Таисья в ответ ничего не говорила, а только слушала сестру, понимая, что той надо выговориться.
– Ты же помнишь, как я любила Ивана, хоть он и цыганских кровей. А ведь матушка с батюшкой наши шибко против были. Если твоего Михаила сразу приняли, хоть он и не местный, то от моего меня отговаривали долго. Но ведь сердцу не прикажешь, не зря говорят, прикипела я к нему намертво, сразу трёх детей родила – Семена, Любу и Машеньку, последнюю мою кровиночку. Она-то в их породу и уродилась, точь-в-точь цыганка, а красавица какая, вся в отца – статная, черноглазая, чернобровая, а волосы какие – пышные и кудрявые. Обе от одного отца, но ты посмотри, у Любы-то волос прямой, как будто кто специально расправлял…
– Да, жалко, твою младшенькую, всего десять годочков прожила, не смогла поправиться…
– А как я за неё молилась, Тася! Сколько на коленях выстояла у божницы!
– У всех есть кто-то, за кого просили. Не думай, что ты одна такая.
– Я другое думаю, забрал Иван её к себе, чтобы там ему не быть в одиночестве, видать, вдвоём им веселее на том свете.
– Да, твой Афоня – редкий мужик, взял с тремя и ни разу голос ни на кого не поднял, всё добром.
– Не жалься. Василий хоть с виду и суровый мужик, но справедливый и работящий.
– Я и не жалуюсь, Пашенька. Только иногда кажется, что чего-то в жизни не хватает, а может быть, кого-то рядом…
– Ой, Тася, послушал бы кто нас, о чём разговор ведем, удивился бы… Точно, с жиру бесятся.
Сёстры еще какое-то время обсуждали житьё-бытьё, а потом переключились на своих дочерей.
– Интересно, кто кого сбивает уехать из дома, моя Нинушка или твоя Любушка, цыганская кровь? Похоже, обе хороши, точно вожжа под хвост попала, всё им техникум какой-то подавай. Мы вот без этих техникумов живём, и ничего… А что Афоня говорит?
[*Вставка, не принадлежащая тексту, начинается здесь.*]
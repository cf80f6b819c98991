use crate::net::slab::Handle;
use mio::unix::UnixReady;
use mio::{Ready, Token};
use std::fmt;
use std::io;
use std::net;

pub type NetworkResult<T> = Result<T, NetworkError>;

#[derive(Debug, Eq, PartialEq)]
pub enum NetworkError {
    Wait,
    Fatal(ErrorType),
}

#[derive(Debug, Eq, PartialEq)]
pub enum ErrorType {
    PeerClosed,
    ConnectFailed,
    Exhausted,
    AddrParse,
    Io(io::ErrorKind),
}

impl From<io::Error> for NetworkError {
    #[inline]
    fn from(io_error: io::Error) -> Self {
        match io_error.kind() {
            io::ErrorKind::WouldBlock => NetworkError::Wait,
            kind => NetworkError::Fatal(ErrorType::Io(kind)),
        }
    }
}

impl From<net::AddrParseError> for NetworkError {
    #[inline]
    fn from(_: net::AddrParseError) -> Self {
        NetworkError::Fatal(ErrorType::AddrParse)
    }
}

impl fmt::Display for NetworkError {
    fn fmt(&self, f: &mut fmt::Formatter) -> fmt::Result {
        match self {
            NetworkError::Wait => write!(f, "operation would block"),
            NetworkError::Fatal(err) => write!(f, "fatal network error: {:?}", err),
        }
    }
}

pub trait ErrorUtils {
    fn has_failed(&self) -> bool;
}

impl<T> ErrorUtils for NetworkResult<T> {
    fn has_failed(&self) -> bool {
        match self {
            Ok(_) => false,
            Err(NetworkError::Wait) => false,
            _ => true,
        }
    }
}

#[derive(Debug, Copy, Clone, Eq, PartialEq, Hash)]
pub enum Protocol {
    Tcp,
    Udp,
}

impl fmt::Display for Protocol {
    fn fmt(&self, f: &mut fmt::Formatter) -> fmt::Result {
        match self {
            Protocol::Tcp => write!(f, "tcp"),
            Protocol::Udp => write!(f, "udp"),
        }
    }
}

/// Which peer an endpoint faces: north is the configured target, south the
/// initiating client.
#[derive(Debug, Copy, Clone, Eq, PartialEq, Hash)]
pub enum Direction {
    North,
    South,
}

impl Direction {
    #[inline]
    pub fn opposite(self) -> Direction {
        match self {
            Direction::North => Direction::South,
            Direction::South => Direction::North,
        }
    }
}

impl fmt::Display for Direction {
    fn fmt(&self, f: &mut fmt::Formatter) -> fmt::Result {
        match self {
            Direction::North => write!(f, "north"),
            Direction::South => write!(f, "south"),
        }
    }
}

// Token layout, low to high: tunnel index (24 bits, all-ones marks the
// service listener), direction (1 bit), service index (8 bits), slot
// generation (30 bits).
const IDX_MASK: usize = 0x00ff_ffff;
const LISTENER_IDX: usize = IDX_MASK;
const DIR_BIT: usize = 1 << 24;
const SVC_SHIFT: usize = 25;
const SVC_MASK: usize = 0xff;
const GEN_SHIFT: usize = 33;

/// Generation counters wrap below this bound so a full generation always
/// survives the round-trip through a poller token.
pub const GEN_LIMIT: u32 = 1 << 30;

/// Upper bound on the number of services one reactor can own.
pub const MAX_SERVICES: usize = SVC_MASK + 1;

/// Identity of the socket behind a poller event. Packed into a `mio::Token`
/// on registration and unpacked on dispatch; the embedded generation is
/// validated against the tunnel registry before any state is touched.
#[derive(Debug, Copy, Clone, Eq, PartialEq)]
pub struct EndpointKey {
    pub service: usize,
    pub target: EventTarget,
}

#[derive(Debug, Copy, Clone, Eq, PartialEq)]
pub enum EventTarget {
    /// The service's own listening/bound socket.
    Listener,
    /// One side of a tunnel.
    Endpoint { tunnel: Handle, direction: Direction },
}

impl EndpointKey {
    #[inline]
    pub fn listener(service: usize) -> EndpointKey {
        EndpointKey {
            service,
            target: EventTarget::Listener,
        }
    }

    #[inline]
    pub fn endpoint(service: usize, tunnel: Handle, direction: Direction) -> EndpointKey {
        EndpointKey {
            service,
            target: EventTarget::Endpoint { tunnel, direction },
        }
    }

    pub fn token(&self) -> Token {
        debug_assert!(self.service <= SVC_MASK);

        let bits = match self.target {
            EventTarget::Listener => LISTENER_IDX,
            EventTarget::Endpoint { tunnel, direction } => {
                debug_assert!((tunnel.index as usize) < LISTENER_IDX);
                debug_assert!(tunnel.gen < GEN_LIMIT);

                let dir = match direction {
                    Direction::North => DIR_BIT,
                    Direction::South => 0,
                };

                (tunnel.index as usize & IDX_MASK) | dir | ((tunnel.gen as usize) << GEN_SHIFT)
            }
        };

        Token(bits | ((self.service & SVC_MASK) << SVC_SHIFT))
    }

    pub fn from_token(token: Token) -> EndpointKey {
        let bits = token.0;
        let service = (bits >> SVC_SHIFT) & SVC_MASK;
        let index = bits & IDX_MASK;

        if index == LISTENER_IDX {
            return EndpointKey::listener(service);
        }

        let direction = match bits & DIR_BIT {
            0 => Direction::South,
            _ => Direction::North,
        };
        let gen = ((bits >> GEN_SHIFT) as u32) & (GEN_LIMIT - 1);

        EndpointKey::endpoint(
            service,
            Handle {
                index: index as u32,
                gen,
            },
            direction,
        )
    }
}

/// Composes a poller interest set. Hangup interest is always included so
/// half-closed peers surface as events rather than silent stalls.
#[inline]
pub fn interest(read: bool, write: bool) -> Ready {
    let mut ready = Ready::from(UnixReady::hup());

    if read {
        ready |= Ready::readable();
    }
    if write {
        ready |= Ready::writable();
    }

    ready
}

#[inline]
pub fn is_error_event(ready: Ready) -> bool {
    UnixReady::from(ready).is_error()
}

#[inline]
pub fn is_hup_event(ready: Ready) -> bool {
    UnixReady::from(ready).is_hup()
}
– Ты же знаешь, он моих ростит, как своих, во всём им потакает. Сын уже уехал в Челябу, и эта собралась. А нам только им денежку готовь. Подожди, я знаешь, о чем подумала?
– Ну, говори…
– Об ухажерах Любиных.
– Чего вдруг?
– К нам последнее время повадилось двое, один – гармонист, а второй – молчун и чернявый, как смоль. Гармонист всё наяривает на своей гармони, песни распевает, частушки выкрикивает, а другой, как кляп в рот вставил, всё молчит…
– А который тебе по нраву?
– Никакой. Да все равно, Любушке выбирать. Слушай, Тася, а вдруг это из них кто-то намылился в техникум, и наша за ним?